Armed with a GED he earned utilizing the Tribe’s educational assistance programs, Dickie enrolled in the University of Arkansas Community College and earned a two-year degree. He went on to Lyon College and received a bachelor’s degree and holds a master’s from Arkansas Tech University. He is currently working on his doctorate.

But of all of those degrees, the first one means the most to Dickie.

“It is the most important because it is the one I didn’t think I could get,” he says. “I had a .75 GPA in high school and was voted most likely to end up on ‘Cops.’ In college I was voted to be student government president.”

With a background in education, Dickie was working with several high-risk adults and youth, but there was a part of him that was not completely fulfilled. Ultimately, three major factors led him to open his own recovery center.

“My own experience going to an inpatient treatment center and then straight to my mom’s house was a disaster,” Dickie says. “The second piece was I started serving on a recovery foundation board. People who needed help weren’t getting it because there weren’t any locally based options. I started looking at what I could do to fill the gaps.”

The tipping point came when a female colleague’s son was battling heroin addiction.

“It just completely blindsided their family,” Dickie says. “I thought she was someone who had access to a lot of resources and there wasn’t a lot of help for her to navigate getting access to the kind of treatment he needed.”

One day, Dickie woke up and all of his motivation had shifted from becoming president of a college to opening his own treatment center.

“There are a lot of state-funded programs that work with corrections and the homeless, but nothing that works with middle-class people facing addictions,” he says.

So, Dickie based the structure of Natural State Recovery Centers on different models he saw across the country, as well as his personal experiences.

Treatment is a three-tiered process that spans 90 days and is designed to help keep the person on a recovery track. Both inpatient and outpatient options are available. These are clinical treatment, sober living and life skills training. 

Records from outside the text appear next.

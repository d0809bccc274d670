#![allow(dead_code, unused_imports, unused_macros)]

use std::collections::HashMap;
use std::hash::Hash;
use std::sync::Arc;

use cluster_snapshot::csi::Snapshot;
use cluster_snapshot::resources::{CsiNode, Meta};
use cluster_snapshot::state::PatchSet;
use cluster_snapshot::utils;

pub const EBS: &str = "ebs.csi.aws.com";
pub const PD: &str = "pd.csi.google.com";

/// Generates one test per named script, each checking a [`PatchSet`] against [`Layers`].
macro_rules! script_table {
    { $prefix:ident, $($name:ident: [$($op:expr),* $(,)?],)+ } => {
        $(
            paste::item! {
                #[test_log::test]
                fn [< $prefix _ $name >]() {
                    common::check_script(&[$($op),*]);
                }
            }
        )+
    };
}

pub(crate) use script_table;

#[derive(Clone, Copy, Debug)]
pub enum Op {
    Fork,
    Commit,
    Revert,
    Set(&'static str, i32),
    Delete(&'static str),
    Find(&'static str),
    AsMap,
}

/// The layering rules spelled out directly, without caching or merging.
#[derive(Debug)]
pub struct Layers<K, V> {
    layers: Vec<HashMap<K, Option<V>>>,
}

impl<K: Eq + Hash + Clone, V: Clone> Layers<K, V> {
    pub fn new() -> Self {
        Self {
            layers: vec![HashMap::new()],
        }
    }

    pub fn fork(&mut self) {
        self.layers.push(HashMap::new());
    }

    pub fn commit(&mut self) {
        if self.layers.len() < 2 {
            return;
        }
        if let Some(top) = self.layers.pop() {
            if let Some(below) = self.layers.last_mut() {
                below.extend(top);
            }
        }
    }

    pub fn revert(&mut self) {
        if self.layers.len() >= 2 {
            self.layers.pop();
        }
    }

    pub fn set(&mut self, key: K, value: V) {
        if self.layers.is_empty() {
            self.fork();
        }
        if let Some(top) = self.layers.last_mut() {
            top.insert(key, Some(value));
        }
    }

    pub fn delete(&mut self, key: K) {
        if self.layers.is_empty() {
            self.fork();
        }
        if let Some(top) = self.layers.last_mut() {
            top.insert(key, None);
        }
    }

    pub fn find(&self, key: &K) -> Option<V> {
        self.layers
            .iter()
            .rev()
            .find_map(|layer| layer.get(key))
            .cloned()
            .flatten()
    }

    pub fn as_map(&self) -> HashMap<K, V> {
        let mut out = HashMap::new();
        for layer in &self.layers {
            for (k, v) in layer {
                match v {
                    Some(v) => {
                        out.insert(k.clone(), v.clone());
                    }
                    None => {
                        out.remove(k);
                    }
                }
            }
        }
        out
    }

    pub fn len(&self) -> usize {
        self.layers.len()
    }
}

/// Run `ops` against a fresh patch set and the plain layer model, comparing every read.
pub fn check_script(ops: &[Op]) {
    let mut patchset = PatchSet::<&'static str, i32>::new([Default::default()]);
    let mut layers = Layers::new();
    for (i, op) in ops.iter().enumerate() {
        match *op {
            Op::Fork => {
                patchset.fork();
                layers.fork();
            }
            Op::Commit => {
                patchset.commit();
                layers.commit();
            }
            Op::Revert => {
                patchset.revert();
                layers.revert();
            }
            Op::Set(k, v) => {
                patchset.set_current(k, v);
                layers.set(k, v);
            }
            Op::Delete(k) => {
                patchset.delete_current(k);
                layers.delete(k);
            }
            Op::Find(k) => {
                assert_eq!(patchset.find_value(&k), layers.find(&k), "step {i}: {op:?}");
            }
            Op::AsMap => {
                assert_eq!(patchset.as_map(), layers.as_map(), "step {i}: {op:?}");
            }
        }
        assert_eq!(patchset.len(), layers.len(), "step {i}: {op:?}");
    }
    // whatever was cached along the way, the final view must still agree
    assert_eq!(patchset.as_map(), layers.as_map());
}

pub fn csi_node(name: &str, driver: &str, count: u32) -> CsiNode {
    utils::csi_node(name, driver, count)
}

pub fn snapshot_of(csi_nodes: &[&CsiNode]) -> Snapshot {
    Snapshot::new(
        csi_nodes
            .iter()
            .map(|c| (c.name().to_owned(), (*c).clone()))
            .collect(),
    )
}

/// The snapshot's current view, sorted by name.
pub fn view(snapshot: &mut Snapshot) -> Vec<Arc<CsiNode>> {
    let mut csi_nodes = snapshot.list();
    csi_nodes.sort_by(|a, b| a.name().cmp(b.name()));
    csi_nodes
}

pub fn names(snapshot: &mut Snapshot) -> Vec<String> {
    view(snapshot)
        .iter()
        .map(|c| c.name().to_owned())
        .collect()
}

/// Compare what two snapshots show, ignoring how their layers are arranged.
pub fn assert_same_view(want: &mut Snapshot, got: &mut Snapshot, msg: &str) {
    assert_eq!(view(want), view(got), "{msg}");
}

Clinical treatment includes a partial hospitalization program and an intensive outpatient program. For those choosing the sober living option, it includes collaboration with a 12-step program and round-the-clock access to staff. The life skills training program includes career development, college exploration, financial literacy and community engagement.

“All three aspects working together really make an impact,” Dickie says. “It sets us apart and fills a gap within the recovery process.”

Dickie says he is hoping to help Indian Country with recovery services when he opens a new facility in northern Arkansas near the Oklahoma border.

“We want to help the Tribal nation as a whole,” he says. “Right now treatment is so lacking. A lot of people have to go out of state to get any type of services.”

The name of Dickie’s recovery center has a double meaning. “The Natural State” is the slogan for Arkansas and also has significance in step two of the 12-step program, which is believing that a power greater than yourself can help restore you to a natural condition.

“We want to inspire people through hope to get them back on the right track,” Dickie says. “We are seeking to serve two populations. We are exposing people to a different type of lifestyle than they had before. … We also deal with a lot of professionals too, and they are not downgrading their lifestyle to come here.”

Dickie’s Tribal heritage comes from his mother, Andrea LaChance Singleton.

He says he owes a “debt of gratitude” to the Tribal programs and people that helped him thrive as an adult.

“I wouldn’t be where I am today,” he says. “These programs changed my whole life … and I got started with my journey in Grand Ronde. They took a chance on me even though I was arrested 14 times in one year and had 25 different jobs. I don’t know what to do to say ‘Thank you’ except to pass it on and help others.”